╭─ GIVEN RECORDS
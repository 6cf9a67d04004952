use std::ffi::OsString;
use std::io::IsTerminal;
use std::path::PathBuf;

use anyhow::anyhow;
use clap::{ArgAction, Parser, Subcommand};
use tracing::debug;
use tracing_subscriber::EnvFilter;

use crate::prefs::Theme;
use crate::task::ListKind;

#[derive(Debug, Clone)]
pub struct PreprocessedArgs {
    pub cleaned_args: Vec<OsString>,
    pub rc_overrides: Vec<(String, String)>,
}

#[derive(Debug, Clone)]
pub struct KeyVal {
    pub key: String,
    pub value: String,
}

impl std::str::FromStr for KeyVal {
    type Err = anyhow::Error;

    fn from_str(s: &str) -> Result<Self, Self::Err> {
        let (k, v) = s
            .split_once('=')
            .ok_or_else(|| anyhow!("expected KEY=VALUE, got: {s}"))?;
        Ok(Self {
            key: k.trim().to_string(),
            value: v.trim().to_string(),
        })
    }
}

#[derive(Parser, Debug, Clone)]
#[command(
    name = "tasklane",
    version,
    about = "Tasklane: personal task lists with completed and trash bins",
    disable_help_subcommand = true
)]
pub struct GlobalCli {
    #[arg(short = 'v', long = "verbose", action = ArgAction::Count, global = true)]
    pub verbose: u8,

    #[arg(short = 'q', long = "quiet", action = ArgAction::Count, global = true)]
    pub quiet: u8,

    #[arg(
        long = "rc",
        value_parser = clap::builder::ValueParser::new(|s: &str| s.parse::<KeyVal>()),
        action = ArgAction::Append,
        global = true
    )]
    pub rc_overrides: Vec<KeyVal>,

    #[arg(long = "rcfile", global = true)]
    pub rcfile: Option<PathBuf>,

    #[arg(long = "data", global = true)]
    pub data: Option<PathBuf>,

    #[command(subcommand)]
    pub command: Option<Command>,
}

#[derive(Subcommand, Debug, Clone)]
pub enum Command {
    /// Add a task to the active list.
    Add {
        #[arg(required = true, num_args = 1.., trailing_var_arg = true)]
        text: Vec<String>,
    },
    /// Show a list (defaults to `default.list`).
    List { list: Option<ListKind> },
    /// Active -> Completed.
    Complete { id: String },
    /// Completed -> Active.
    Incomplete { id: String },
    /// Completed -> Trash.
    Trash { id: String },
    /// Trash -> Completed.
    Recover { id: String },
    /// Remove a task from Trash for good.
    Delete { id: String },
    /// Replace the text of an active task.
    Edit {
        id: String,
        #[arg(required = true, num_args = 1.., trailing_var_arg = true)]
        text: Vec<String>,
    },
    /// Show the menu offered for a task in a list.
    Options { list: ListKind, id: String },
    /// Show or change the theme.
    Theme { theme: Option<Theme> },
}

pub fn init_tracing(verbose: u8, quiet: u8) -> anyhow::Result<()> {
    let default_level = if quiet >= 2 {
        "error"
    } else if quiet == 1 {
        "warn"
    } else if verbose >= 3 {
        "trace"
    } else if verbose == 2 {
        "debug"
    } else if verbose == 1 {
        "info"
    } else {
        "warn"
    };

    let env_filter = EnvFilter::try_from_default_env()
        .or_else(|_| EnvFilter::try_new(default_level))
        .map_err(|e| anyhow!("invalid RUST_LOG / log filter: {e}"))?;

    let init_result = tracing_subscriber::fmt()
        .with_env_filter(env_filter)
        .with_target(true)
        .with_level(true)
        .with_writer(std::io::stderr)
        .with_ansi(std::io::stderr().is_terminal())
        .try_init();

    if let Err(err) = init_result {
        debug!(error = %err, "tracing subscriber already set, continuing");
    }

    Ok(())
}

/// Pulls positional `rc.key=value` / `rc.key:value` overrides out of the
/// argument list before clap sees it.
#[tracing::instrument(skip_all)]
pub fn preprocess_args(raw: &[OsString]) -> anyhow::Result<PreprocessedArgs> {
    let mut cleaned = Vec::with_capacity(raw.len());
    let mut overrides: Vec<(String, String)> = Vec::new();

    let mut iter = raw.iter().cloned();
    if let Some(bin) = iter.next() {
        cleaned.push(bin);
    }

    for arg in iter {
        let s = arg.to_string_lossy();
        if let Some(rest) = s.strip_prefix("rc.") {
            let parsed = if let Some((k, v)) = rest.split_once('=') {
                Some((format!("rc.{k}"), v.to_string()))
            } else if let Some((k, v)) = rest.split_once(':') {
                Some((format!("rc.{k}"), v.to_string()))
            } else {
                None
            };

            if let Some((k, v)) = parsed {
                debug!(key = %k, value = %v, "captured positional rc override");
                overrides.push((k, v));
                continue;
            }
        }

        cleaned.push(arg);
    }

    Ok(PreprocessedArgs {
        cleaned_args: cleaned,
        rc_overrides: overrides,
    })
}

#[cfg(test)]
mod tests {
    use std::ffi::OsString;

    use clap::Parser;

    use super::{Command, GlobalCli, preprocess_args};
    use crate::task::ListKind;

    fn args(raw: &[&str]) -> Vec<OsString> {
        raw.iter().map(OsString::from).collect()
    }

    #[test]
    fn positional_rc_overrides_are_extracted() {
        let pre = preprocess_args(&args(&["tasklane", "rc.color:off", "list", "rc.default.list=trash"]))
            .expect("preprocess");
        assert_eq!(pre.cleaned_args, args(&["tasklane", "list"]));
        assert_eq!(
            pre.rc_overrides,
            vec![
                ("rc.color".to_string(), "off".to_string()),
                ("rc.default.list".to_string(), "trash".to_string()),
            ]
        );
    }

    #[test]
    fn add_joins_words_and_list_parses_kind() {
        let cli = GlobalCli::parse_from(args(&["tasklane", "-vv", "add", "Buy", "milk"]));
        assert_eq!(cli.verbose, 2);
        match cli.command {
            Some(Command::Add { text }) => assert_eq!(text.join(" "), "Buy milk"),
            other => panic!("unexpected command: {other:?}"),
        }

        let cli = GlobalCli::parse_from(args(&["tasklane", "list", "trash"]));
        match cli.command {
            Some(Command::List { list }) => assert_eq!(list, Some(ListKind::Trash)),
            other => panic!("unexpected command: {other:?}"),
        }
    }
}
use std::collections::BTreeMap;

use anyhow::Context;
use serde::{Deserialize, Serialize};
use tracing::{debug, info, warn};

use crate::kv::KvStore;
use crate::task::{ListKind, Task, TaskId};

const JOURNAL_KEY: &str = "journal";

/// One list replacement inside a [`TaskStore::commit`].
#[derive(Debug, Clone, PartialEq, Eq, Serialize, Deserialize)]
pub struct ListWrite {
    pub list: ListKind,
    pub tasks: Vec<Task>,
}

impl ListWrite {
    pub fn new(list: ListKind, tasks: Vec<Task>) -> Self {
        Self { list, tasks }
    }
}

#[derive(Debug, Clone, Serialize, Deserialize)]
struct Journal {
    writes: Vec<ListWrite>,
}

#[derive(Debug, Clone, Default, PartialEq, Eq)]
pub struct Snapshot {
    pub active: Vec<Task>,
    pub completed: Vec<Task>,
    pub trash: Vec<Task>,
}

impl Snapshot {
    pub fn list(&self, list: ListKind) -> &[Task] {
        match list {
            ListKind::Active => &self.active,
            ListKind::Completed => &self.completed,
            ListKind::Trash => &self.trash,
        }
    }

    pub fn contains(&self, id: &TaskId) -> bool {
        self.locate(id).is_some()
    }

    pub fn locate(&self, id: &TaskId) -> Option<ListKind> {
        ListKind::ALL
            .into_iter()
            .find(|list| self.list(*list).iter().any(|task| &task.id == id))
    }

    /// Ids present more than once across (or within) the three lists.
    pub fn duplicate_ids(&self) -> Vec<TaskId> {
        let mut seen: BTreeMap<&TaskId, usize> = BTreeMap::new();
        for list in ListKind::ALL {
            for task in self.list(list) {
                *seen.entry(&task.id).or_default() += 1;
            }
        }
        seen.into_iter()
            .filter(|(_, count)| *count > 1)
            .map(|(id, _)| id.clone())
            .collect()
    }

    pub fn total(&self) -> usize {
        self.active.len() + self.completed.len() + self.trash.len()
    }
}

/// Typed access to the three persisted task lists. Nothing else reads or
/// writes the list keys.
#[derive(Debug, Clone)]
pub struct TaskStore<K: KvStore> {
    kv: K,
}

impl<K: KvStore> TaskStore<K> {
    /// Wraps `kv` and replays any commit that was interrupted part-way.
    #[tracing::instrument(skip(kv))]
    pub fn open(kv: K) -> anyhow::Result<Self> {
        let store = Self { kv };
        store.replay_journal()?;

        let snapshot = store.snapshot()?;
        let duplicates = snapshot.duplicate_ids();
        if !duplicates.is_empty() {
            warn!(?duplicates, "task ids present in more than one slot");
        }
        info!(
            active = snapshot.active.len(),
            completed = snapshot.completed.len(),
            trash = snapshot.trash.len(),
            "opened task store"
        );
        Ok(store)
    }

    /// Malformed payloads load as an empty list.
    #[tracing::instrument(skip(self))]
    pub fn load(&self, list: ListKind) -> anyhow::Result<Vec<Task>> {
        let key = list.storage_key();
        let Some(raw) = self
            .kv
            .get(key)
            .with_context(|| format!("failed to load {key}"))?
        else {
            return Ok(vec![]);
        };

        match serde_json::from_str::<Option<Vec<Task>>>(&raw) {
            Ok(tasks) => {
                let tasks = tasks.unwrap_or_default();
                debug!(key, count = tasks.len(), "loaded list");
                Ok(tasks)
            }
            Err(err) => {
                warn!(key, error = %err, "stored list is malformed; treating as empty");
                Ok(vec![])
            }
        }
    }

    #[tracing::instrument(skip(self, tasks), fields(count = tasks.len()))]
    pub fn save(&self, list: ListKind, tasks: &[Task]) -> anyhow::Result<()> {
        let key = list.storage_key();
        let payload = serde_json::to_string(tasks)?;
        self.kv
            .set(key, &payload)
            .with_context(|| format!("failed to save {key}"))
    }

    /// Persists every write as one unit, in the order given.
    #[tracing::instrument(skip(self, writes), fields(writes = writes.len()))]
    pub fn commit(&self, writes: &[ListWrite]) -> anyhow::Result<()> {
        if let [single] = writes {
            return self.save(single.list, &single.tasks);
        }

        let journal = Journal {
            writes: writes.to_vec(),
        };
        self.kv
            .set(JOURNAL_KEY, &serde_json::to_string(&journal)?)
            .context("failed to write commit journal")?;

        self.apply(writes)?;

        self.kv
            .remove(JOURNAL_KEY)
            .context("failed to clear commit journal")?;
        Ok(())
    }

    #[tracing::instrument(skip(self))]
    pub fn snapshot(&self) -> anyhow::Result<Snapshot> {
        Ok(Snapshot {
            active: self.load(ListKind::Active)?,
            completed: self.load(ListKind::Completed)?,
            trash: self.load(ListKind::Trash)?,
        })
    }

    fn apply(&self, writes: &[ListWrite]) -> anyhow::Result<()> {
        for write in writes {
            self.save(write.list, &write.tasks)?;
        }
        Ok(())
    }

    #[tracing::instrument(skip(self))]
    fn replay_journal(&self) -> anyhow::Result<()> {
        let Some(raw) = self.kv.get(JOURNAL_KEY)? else {
            return Ok(());
        };

        match serde_json::from_str::<Journal>(&raw) {
            Ok(journal) => {
                info!(writes = journal.writes.len(), "replaying interrupted commit");
                self.apply(&journal.writes)?;
            }
            Err(err) => {
                warn!(error = %err, "commit journal is malformed; discarding");
            }
        }

        self.kv.remove(JOURNAL_KEY)
    }
}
╰─
PROBLEM REQUIREMENTS.
All lines of the records above that contain the word "OsString" are to be copied out.

ANSWER SPACE.
use std::ffi::OsString;
    pub cleaned_args: Vec<OsString>,
pub fn preprocess_args(raw: &[OsString]) -> anyhow::Result<PreprocessedArgs> {
    use std::ffi::OsString;
    fn args(raw: &[&str]) -> Vec<OsString> {
        raw.iter().map(OsString::from).collect()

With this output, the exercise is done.